Roberto Vivaldelli per Occhi della Guerra – il Giornale
Un social network pubblico alternativo a Faceboook, pagato dai contribuenti, che sappia contrastare le «notizie di parte provenienti dagli organi d’informazione di destra». È la proposta del ricercatore Ethan Zuckerman, membro del consiglio della Open Society Foundations, l’organizzazione internazionale con ambizioni filantropiche fondata e presieduta dal finanziere George Soros.
In un articolo pubblicato su The Atlantic, l’esponente della Open Society e direttore del Center for Civic Media, propone la creazione di un social media governativo che abbia «la missione civica di fornire una visione diversificata e globale del mondo». Per il ricercatore, gli elettori «di destra» leggono testate inaffidabili e poco autorevoli.
twitter dove le news spaccano tutto
«Insieme al collega Yochai Benkler – osserva – abbiamo teorizzato una spiegazione diversa dell’elezione di Donald Trump. Con i nostri team di Harvard e del Mit, abbiamo analizzato 1,25 milioni di notizie, tenendo conto di collegamenti ipertestuali e menzioni su Twitter e Facebook al fine di mappare l’intero “ecosistema” dei media. Abbiamo scoperto che, mentre gli elettori di sinistra e di centro si informano attraverso i media tradizionali, la fonte principale di quelli di destra sui social è Breitbart, a capo di una rete di punti vendita online, notizie di parte e teorie complottiste».
In sostanza, secondo Zuckerman e Benkler, gli elettori di Trump non erano – e non sono – in grado di comprendere quali siano le notizie autorevoli e quali no, mentre gli elettori dem, – quelli che leggono il New York Times, il Washington Post o guardano la CNN – sono più informati e preparati. «I siti come Breitbart o InfoWars– spiega Zuckerman – non pubblicano fake news nel senso di articoli scritti per guadagnare, ma sono estremamente faziosi. La loro verità, del tutto parziale, inserita in una narrazione che ha un’importante cassa di risonanza, è difficile da smascherare».
La soluzione ideale, dunque, sarebbe quella di creare una piattaforma pubblica al fine di arginare il fenomeno di questa presunta «rete social di destra», dal momento che, sempre secondo Zuckerman , «quelle private come Facebook non hanno alcun obbligo di offrirci una visione del mondo diversificata e pluralista»: «Invece di concentrare le risorse sulle segnalazioni – scrive – un social media pubblico avrebbe il pregio di premiare la diversità del materiale, arginando quello ideologico che ora riscontriamo.
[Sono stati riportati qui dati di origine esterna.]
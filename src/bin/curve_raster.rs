//! curve-raster - print the grid cells of a rasterized curve.
//!
//! One `x y intensity` line per sample, in emission order.

use std::io::{self, BufWriter, Write};
use std::path::PathBuf;

use clap::Parser;
use curve_raster::prelude::*;

/// Rasterize a line, conic or cubic curve from picked points
#[derive(Parser, Debug)]
#[command(name = "curve-raster")]
#[command(version, about, long_about = None)]
struct Cli {
    /// Algorithm: dda, bresenham, wu, circle, ellipse, hyperbola, parabola,
    /// hermite, bezier, bspline
    algorithm: Algorithm,

    /// Picked points as `x,y` (options go before the points)
    #[arg(required = true, value_parser = parse_point, allow_hyphen_values = true)]
    points: Vec<Point>,

    /// Samples per parametric segment
    #[arg(short, long)]
    steps: Option<u32>,

    /// Extent of hyperbolas and parabolas
    #[arg(short, long)]
    limit: Option<u32>,

    /// Configuration file (defaults to the user config directory)
    #[arg(short, long)]
    config: Option<PathBuf>,

    /// Draw flat ellipses, hyperbolas and parabolas with the dimension clamped
    /// to 1 instead of failing
    #[arg(long)]
    clamp_degenerate: bool,
}

fn parse_point(s: &str) -> Result<Point> {
    let (x, y) = s
        .split_once(',')
        .ok_or_else(|| Error::InvalidArgument(format!("expected x,y, got '{s}'")))?;
    let parse = |v: &str| {
        v.trim()
            .parse::<f64>()
            .map_err(|e| Error::InvalidArgument(format!("bad coordinate '{v}': {e}")))
    };
    Ok(Point::new(parse(x)?, parse(y)?))
}

fn main() -> std::result::Result<(), Box<dyn std::error::Error>> {
    env_logger::init();
    let cli = Cli::parse();

    let mut config = match &cli.config {
        Some(path) => RasterConfig::load(path)?,
        None => RasterConfig::load_or_default(
            dirs::config_dir()
                .map(|p| p.join("curve-raster/config.yaml"))
                .unwrap_or_default(),
        ),
    };
    if cli.clamp_degenerate {
        config.degenerate_policy = DegeneratePolicy::Clamp;
    }
    if cli.steps.is_some() && !cli.algorithm.is_parametric() {
        log::warn!("--steps has no effect on {}", cli.algorithm);
    }

    let mut request = CurveRequest::new(cli.algorithm, cli.points);
    if let Some(steps) = cli.steps {
        request = request.steps(steps);
    }
    if let Some(limit) = cli.limit {
        request = request.limit(limit);
    }

    let pixels = request.rasterize(&config)?;

    let mut out = BufWriter::new(io::stdout().lock());
    for p in &pixels {
        writeln!(out, "{} {} {}", p.x, p.y, p.intensity)?;
    }
    out.flush()?;

    Ok(())
}
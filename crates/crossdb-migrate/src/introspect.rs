//! Schema introspection against the live catalog.
//!
//! Every check is a fresh catalog query; nothing is cached client-side, so
//! existence answers cannot go stale at the cost of extra round-trips.
//! Failures propagate as-is - catalog query failures are not transient in
//! this domain, so there are no retries.

use std::sync::Arc;

use crate::core::schema::ColumnDef;
use crate::core::traits::{SchemaDialect, SqlExecutor};
use crate::error::Result;

/// Read-only catalog queries for one database.
pub struct Introspector {
    executor: Arc<dyn SqlExecutor>,
    dialect: Arc<dyn SchemaDialect>,
    schema: Option<String>,
}

impl Introspector {
    /// Create an introspector scoped to an optional default schema.
    pub fn new(
        executor: Arc<dyn SqlExecutor>,
        dialect: Arc<dyn SchemaDialect>,
        schema: Option<String>,
    ) -> Self {
        Self {
            executor,
            dialect,
            schema,
        }
    }

    fn schema(&self) -> Option<&str> {
        self.schema.as_deref()
    }

    /// Run a COUNT query and interpret the scalar as an existence answer.
    async fn count_is_positive(&self, sql: &str) -> Result<bool> {
        let value = self.executor.query_scalar(sql).await?;
        Ok(value.and_then(|v| v.as_i64()).unwrap_or(0) > 0)
    }

    /// Whether a table exists, matched case-insensitively.
    pub async fn table_exists(&self, table: &str) -> Result<bool> {
        let sql = self.dialect.table_exists_query(self.schema(), table);
        self.count_is_positive(&sql).await
    }

    /// Whether a column exists on a table.
    ///
    /// Short-circuits to `false` when the table itself is absent; a column
    /// query against a missing table would safely return zero rows anyway,
    /// but the guard keeps the intent explicit.
    pub async fn column_exists(&self, table: &str, column: &str) -> Result<bool> {
        if !self.table_exists(table).await? {
            return Ok(false);
        }
        let sql = self.dialect.column_exists_query(self.schema(), table, column);
        self.count_is_positive(&sql).await
    }

    /// Whether a named constraint exists on a table.
    pub async fn constraint_exists(&self, table: &str, name: &str) -> Result<bool> {
        if !self.table_exists(table).await? {
            return Ok(false);
        }
        let sql = self
            .dialect
            .constraint_exists_query(self.schema(), table, name);
        self.count_is_positive(&sql).await
    }

    /// Whether a named index exists on a table.
    pub async fn index_exists(&self, table: &str, name: &str) -> Result<bool> {
        if !self.table_exists(table).await? {
            return Ok(false);
        }
        let sql = self.dialect.index_exists_query(self.schema(), table, name);
        self.count_is_positive(&sql).await
    }

    /// Whether a sequence exists. Always `false` on engines without
    /// sequences, which the cleanup path reads as nothing-to-drop.
    pub async fn sequence_exists(&self, name: &str) -> Result<bool> {
        match self.dialect.sequence_exists_query(name) {
            Some(sql) => self.count_is_positive(&sql).await,
            None => Ok(false),
        }
    }

    /// A table's columns as descriptors with semantic types and nullability,
    /// in ordinal order.
    pub async fn get_columns(&self, table: &str) -> Result<Vec<ColumnDef>> {
        let sql = self.dialect.columns_query(self.schema(), table);
        let rows = self.executor.query(&sql).await?;
        rows.iter().map(|row| self.dialect.parse_column(row)).collect()
    }

    /// All table names visible in the configured scope.
    pub async fn get_tables(&self) -> Result<Vec<String>> {
        let sql = self.dialect.tables_query(self.schema());
        let rows = self.executor.query(&sql).await?;
        rows.iter()
            .map(|row| row.get_str(0).map(str::to_string))
            .collect()
    }
}

#[cfg(test)]
mod tests {
    use super::*;
    use crate::core::value::{Row, SqlValue};
    use crate::dialects::{OracleDialect, PostgresDialect};
    use crate::testing::ScriptedExecutor;

    fn introspector(executor: Arc<ScriptedExecutor>) -> Introspector {
        Introspector::new(executor, Arc::new(PostgresDialect::new()), Some("public".to_string()))
    }

    #[tokio::test]
    async fn test_table_exists_queries_catalog_each_time() {
        let executor = Arc::new(ScriptedExecutor::new());
        executor.on_scalar("'users'", SqlValue::I64(1));
        let intro = introspector(executor.clone());

        assert!(intro.table_exists("users").await.unwrap());
        assert!(intro.table_exists("users").await.unwrap());
        // No caching: two calls, two catalog queries
        assert_eq!(executor.recorded().len(), 2);
    }

    #[tokio::test]
    async fn test_column_exists_short_circuits_on_missing_table() {
        let executor = Arc::new(ScriptedExecutor::new());
        let intro = introspector(executor.clone());

        assert!(!intro.column_exists("ghost", "name").await.unwrap());
        // Only the table existence query ran; the column query was skipped
        let recorded = executor.recorded();
        assert_eq!(recorded.len(), 1);
        assert!(recorded[0].sql.contains("information_schema.tables"));
    }

    #[tokio::test]
    async fn test_get_columns_maps_semantic_types() {
        let executor = Arc::new(ScriptedExecutor::new());
        executor.on_query(
            "information_schema.columns",
            vec![
                Row::new(vec![
                    SqlValue::Text("id".to_string()),
                    SqlValue::Text("bigint".to_string()),
                    SqlValue::I64(0),
                    SqlValue::I64(64),
                    SqlValue::I64(0),
                    SqlValue::Text("NO".to_string()),
                ]),
                Row::new(vec![
                    SqlValue::Text("name".to_string()),
                    SqlValue::Text("character varying".to_string()),
                    SqlValue::I64(120),
                    SqlValue::I64(0),
                    SqlValue::I64(0),
                    SqlValue::Text("YES".to_string()),
                ]),
            ],
        );
        let intro = introspector(executor);

        let columns = intro.get_columns("users").await.unwrap();
        assert_eq!(columns.len(), 2);
        assert_eq!(columns[0].name, "id");
        assert_eq!(columns[0].nullable, Some(false));
        assert_eq!(columns[1].name, "name");
        assert_eq!(columns[1].ty, crate::core::schema::SemanticType::String(120));
        assert_eq!(columns[1].nullable, Some(true));
    }

    #[tokio::test]
    async fn test_sequence_exists_false_without_sequence_support() {
        // MySQL has no sequences; the query hook returns None
        let executor = Arc::new(ScriptedExecutor::new());
        let intro = Introspector::new(
            executor.clone(),
            Arc::new(crate::dialects::MysqlDialect::new()),
            None,
        );
        assert!(!intro.sequence_exists("users_seq").await.unwrap());
        assert!(executor.recorded().is_empty());
    }

    #[tokio::test]
    async fn test_sequence_exists_on_oracle() {
        let executor = Arc::new(ScriptedExecutor::new());
        executor.on_scalar("user_sequences", SqlValue::I64(1));
        let intro = Introspector::new(executor, Arc::new(OracleDialect::new()), None);
        assert!(intro.sequence_exists("users_seq").await.unwrap());
    }

    #[tokio::test]
    async fn test_get_tables() {
        let executor = Arc::new(ScriptedExecutor::new());
        executor.on_query(
            "information_schema.tables",
            vec![
                Row::new(vec![SqlValue::Text("posts".to_string())]),
                Row::new(vec![SqlValue::Text("users".to_string())]),
            ],
        );
        let intro = introspector(executor);
        assert_eq!(intro.get_tables().await.unwrap(), vec!["posts", "users"]);
    }
}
Le migliori emittenti pubbliche nelle democrazie più sviluppate – Canada, Regno Unito, Germania – usano la loro posizione per offrire al pubblico un ampio spettro di idee e posizioni, agevolando un dialogo più ampio.
Questo consentirebbe alla destra e alla sinistra di avere una loro rappresentanza. Essendo pubblica, potremmo poi discutere se questa piattaforma è giusta e imparziale. Potremmo capire poi se, qualora raggiungesse un pubblico abbastanza vasto, meriti i soldi delle nostre tasse. Forse finiremmo per odiarla. Ma ne abbiamo bisogno».
Oltre alla spocchia e alla presunta superiorità morale che si evince dalla posizione di Zuckerman rispetto all’elettorato e ai canali d’informazione di cui esso fruisce, il ricercatore non riporta un dato estremamente importante. In relazione a Facebook, il membro del consiglio della Open Society dimentica di dire che tra i finanziatori del nuovo sistema «anti-bufale» c’è proprio la stessa organizzazione presieduta da George Soros.
A vigilare su questa delicata operazione di controllo sarà una società esterna – il Poynter Institute – che dovrebbe garantire imparzialità e obiettività. Peccato che il più importante sponsor della nota scuola di giornalismo della Florida è proprio la Open Society Foundations di cui anche Zuckermann fa parte. Una «dimenticanza» alquanto sospetta.